◆ WORK TO COMPLETE
Please retype the material beneath this task exactly, starting with its first line and finishing with the line containing "pub const MAX_IMAGE_SIZE: usize".

◆ RECORDED INFORMATION
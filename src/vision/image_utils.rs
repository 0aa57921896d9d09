// Copyright (c) 2025 Fabstir
// SPDX-License-Identifier: BUSL-1.1
//! Image decoding and re-encoding for the detection pipeline

use base64::{engine::general_purpose::STANDARD, Engine as _};
use image::codecs::jpeg::JpegEncoder;
use image::{GrayImage, ImageFormat, Luma, RgbImage};
use thiserror::Error;

/// Default maximum accepted image size (10MB)
pub const MAX_IMAGE_SIZE: usize = 10 * 1024 * 1024;

/// JPEG quality used for annotated output
pub const JPEG_QUALITY: u8 = 40;

/// Prefix that turns a base64 payload into an embeddable data URI
pub const DATA_URI_PREFIX: &str = "data:image/jpeg;base64,";

/// Custom error types for image processing
#[derive(Debug, Error)]
pub enum ImageError {
    #[error("Image data is too large: {0} bytes (max: {1} bytes)")]
    TooLarge(usize, usize),

    #[error("Unsupported image format")]
    UnsupportedFormat,

    #[error("Failed to decode image: {0}")]
    DecodeFailed(String),

    #[error("Failed to encode image: {0}")]
    EncodeFailed(String),

    #[error("Image data is empty")]
    EmptyData,
}

/// A decoded image in the two pixel layouts the pipeline needs
#[derive(Debug, Clone)]
pub struct DecodedImage {
    /// Colour pixels, source for annotated output
    pub rgb: RgbImage,
    /// Single-channel pixels, input to the detectors
    pub gray: GrayImage,
    /// Detected container format
    pub format: ImageFormat,
}

impl DecodedImage {
    /// Build from an RGB buffer, deriving the grayscale layout
    pub fn from_rgb(rgb: RgbImage, format: ImageFormat) -> Self {
        let gray = to_gray(&rgb);
        Self { rgb, gray, format }
    }

    pub fn width(&self) -> u32 {
        self.rgb.width()
    }

    pub fn height(&self) -> u32 {
        self.rgb.height()
    }
}

/// Decode raw image bytes (uploads, request bodies, fetched URLs)
///
/// # Arguments
/// * `bytes` - Raw image bytes
/// * `max_size` - Largest accepted buffer in bytes
///
/// # Returns
/// * `Ok(DecodedImage)` - RGB and grayscale pixels
/// * `Err(ImageError)` - If the bytes are not a recognizable image
pub fn decode_image_bytes(bytes: &[u8], max_size: usize) -> Result<DecodedImage, ImageError> {
    if bytes.len() > max_size {
        return Err(ImageError::TooLarge(bytes.len(), max_size));
    }

    if bytes.is_empty() {
        return Err(ImageError::EmptyData);
    }

    // Detect format from magic bytes
    let format = detect_format(bytes)?;

    let img = image::load_from_memory_with_format(bytes, format)
        .map_err(|e| ImageError::DecodeFailed(e.to_string()))?;

    Ok(DecodedImage::from_rgb(img.to_rgb8(), format))
}

/// Grayscale conversion with BT.601 weights, matching the cascade classifiers'
/// own colour conversion
pub fn to_gray(rgb: &RgbImage) -> GrayImage {
    GrayImage::from_fn(rgb.width(), rgb.height(), |x, y| {
        let [r, g, b] = rgb.get_pixel(x, y).0;
        let luma = 0.299 * r as f32 + 0.587 * g as f32 + 0.114 * b as f32;
        Luma([luma.round().clamp(0.0, 255.0) as u8])
    })
}

/// Encode an image as a JPEG data URI that HTML and JSON consumers can embed directly
pub fn encode_for_embedding(image: &RgbImage) -> Result<String, ImageError> {
    let mut jpeg = Vec::new();
    JpegEncoder::new_with_quality(&mut jpeg, JPEG_QUALITY)
        .encode_image(image)
        .map_err(|e| ImageError::EncodeFailed(e.to_string()))?;

    let mut encoded = String::with_capacity(DATA_URI_PREFIX.len() + jpeg.len() * 4 / 3 + 4);
    encoded.push_str(DATA_URI_PREFIX);
    STANDARD.encode_string(&jpeg, &mut encoded);
    Ok(encoded)
}

/// Detect image format from magic bytes
///
/// # Arguments
/// * `bytes` - Raw image data
///
/// # Returns
/// * `Ok(ImageFormat)` - Detected format
/// * `Err(ImageError::UnsupportedFormat)` - If format cannot be detected
pub fn detect_format(bytes: &[u8]) -> Result<ImageFormat, ImageError> {
    if bytes.len() < 4 {
        return Err(ImageError::UnsupportedFormat);
    }

    match bytes {
        // PNG: 89 50 4E 47 (0x89 P N G)
        [0x89, 0x50, 0x4E, 0x47, ..] => Ok(ImageFormat::Png),

        // JPEG: FF D8 FF
        [0xFF, 0xD8, 0xFF, ..] => Ok(ImageFormat::Jpeg),

        // WebP: RIFF .... WEBP
        [0x52, 0x49, 0x46, 0x46, _, _, _, _, 0x57, 0x45, 0x42, 0x50, ..] => Ok(ImageFormat::WebP),

        // GIF: GIF87a or GIF89a
        [0x47, 0x49, 0x46, 0x38, x, ..] if *x == 0x37 || *x == 0x39 => Ok(ImageFormat::Gif),

        // BMP: BM
        [0x42, 0x4D, ..] => Ok(ImageFormat::Bmp),

        // TIFF: II (little-endian) or MM (big-endian)
        [0x49, 0x49, 0x2A, 0x00, ..] | [0x4D, 0x4D, 0x00, 0x2A, ..] => Ok(ImageFormat::Tiff),

        _ => Err(ImageError::UnsupportedFormat),
    }
}
// Copyright (c) 2025 Fabstir
// SPDX-License-Identifier: BUSL-1.1
//! Machine-readable API description

use axum::{extract::State, Json};
use serde_json::{json, Value};
use std::sync::Arc;

use crate::api::http_server::AppState;
use crate::version::VERSION;

/// GET /docs - Endpoints and object schemas
pub async fn docs_handler(State(state): State<Arc<AppState>>) -> Json<Value> {
    Json(api_description(&state.surfaces()))
}

pub fn api_description(surfaces: &[&str]) -> Value {
    let mut paths = serde_json::Map::new();
    for version in surfaces {
        for (name, summary, schema) in [
            (
                "process_eye",
                "Process a cropped image of one eye and return info about the eye",
                "EyeInfo",
            ),
            (
                "process_face",
                "Process a cropped image of one face and return info about the face. \
                 Does not search for faces: the image must be exactly one pre-cropped face",
                "FaceInfo",
            ),
            (
                "process_photo",
                "Find faces in a photo and return info about each of them",
                "PhotoInfo",
            ),
        ] {
            paths.insert(
                format!("/{}/{}", version, name),
                json!({
                    "post": {
                        "summary": summary,
                        "tags": [version],
                        "parameters": process_parameters(),
                        "responses": {
                            "200": {"schema": {"$ref": format!("#/definitions/{}", schema)}},
                            "default": {"description": "Unexpected error",
                                        "schema": {"$ref": "#/definitions/Error"}}
                        }
                    }
                }),
            );
        }
        paths.insert(
            format!("/{}/status", version),
            json!({
                "get": {
                    "summary": "Service status",
                    "tags": [version],
                    "parameters": [
                        {"name": "include_keys", "in": "query", "type": "array",
                         "items": {"type": "string"}, "collectionFormat": "multi"},
                        {"name": "exclude_keys", "in": "query", "type": "array",
                         "items": {"type": "string"}, "collectionFormat": "multi"}
                    ]
                }
            }),
        );
    }

    json!({
        "swagger": "2.0",
        "info": {"title": "Leukocoria screening API", "version": VERSION},
        "paths": paths,
        "definitions": definitions(),
    })
}

fn process_parameters() -> Value {
    json!([
        {"name": "image_url", "in": "query", "type": "string", "required": false,
         "description": "The URL to the image that should be processed, or 'body' to read the request body"},
        {"name": "image_buf", "in": "formData", "type": "file", "required": false,
         "description": "The image file, used when image_url is not given"},
        {"name": "annotate_image", "in": "query", "type": "boolean", "default": false,
         "description": "Attach annotated JPEG images as data URIs"}
    ])
}

fn definitions() -> Value {
    json!({
        "Rect": {
            "type": "object",
            "required": ["x", "y", "width", "height"],
            "properties": {
                "x": {"type": "integer"},
                "y": {"type": "integer"},
                "width": {"type": "integer"},
                "height": {"type": "integer"}
            }
        },
        "EyeInfo": {
            "type": "object",
            "required": ["rect", "leuko_prob", "process_time"],
            "properties": {
                "rect": {"$ref": "#/definitions/Rect",
                         "description": "This eye's rectangle within its parent"},
                "leuko_prob": {"type": "number",
                               "description": "The probability of leukocoria in this eye (in [0, 1])"},
                "process_time": {"type": "number",
                                 "description": "The processing time in milliseconds taken to build this object"},
                "annotated_image": {"type": "string",
                                    "description": "JPEG data URI, present only when annotation was requested"}
            }
        },
        "FaceInfo": {
            "type": "object",
            "required": ["rect", "left_eye", "right_eye", "process_time"],
            "properties": {
                "rect": {"$ref": "#/definitions/Rect",
                         "description": "This face's rectangle within the image"},
                "left_eye": {"$ref": "#/definitions/EyeInfo",
                             "description": "Info about the left eye, null when not found"},
                "right_eye": {"$ref": "#/definitions/EyeInfo",
                              "description": "Info about the right eye, null when not found"},
                "process_time": {"type": "number"},
                "annotated_image": {"type": "string"}
            }
        },
        "PhotoInfo": {
            "type": "object",
            "required": ["faces"],
            "properties": {
                "faces": {"type": "array", "items": {"$ref": "#/definitions/FaceInfo"}},
                "annotated_image": {"type": "string"}
            }
        },
        "Error": {
            "type": "object",
            "required": ["code", "message"],
            "properties": {
                "code": {"type": "integer"},
                "message": {"type": "string"}
            }
        }
    })
}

◆ ANSWER SECTION
filename src/vision/image_utils.rs
repository 0aa57921896d9d09
// Copyright (c) 2025 Fabstir
// SPDX-License-Identifier: BUSL-1.1
//! Image decoding and re-encoding for the detection pipeline

use base64::{engine::general_purpose::STANDARD, Engine as _};
use image::codecs::jpeg::JpegEncoder;
use image::{GrayImage, ImageFormat, Luma, RgbImage};
use thiserror::Error;

/// Default maximum accepted image size (10MB)
pub const MAX_IMAGE_SIZE: usize = 10 * 1024 * 1024;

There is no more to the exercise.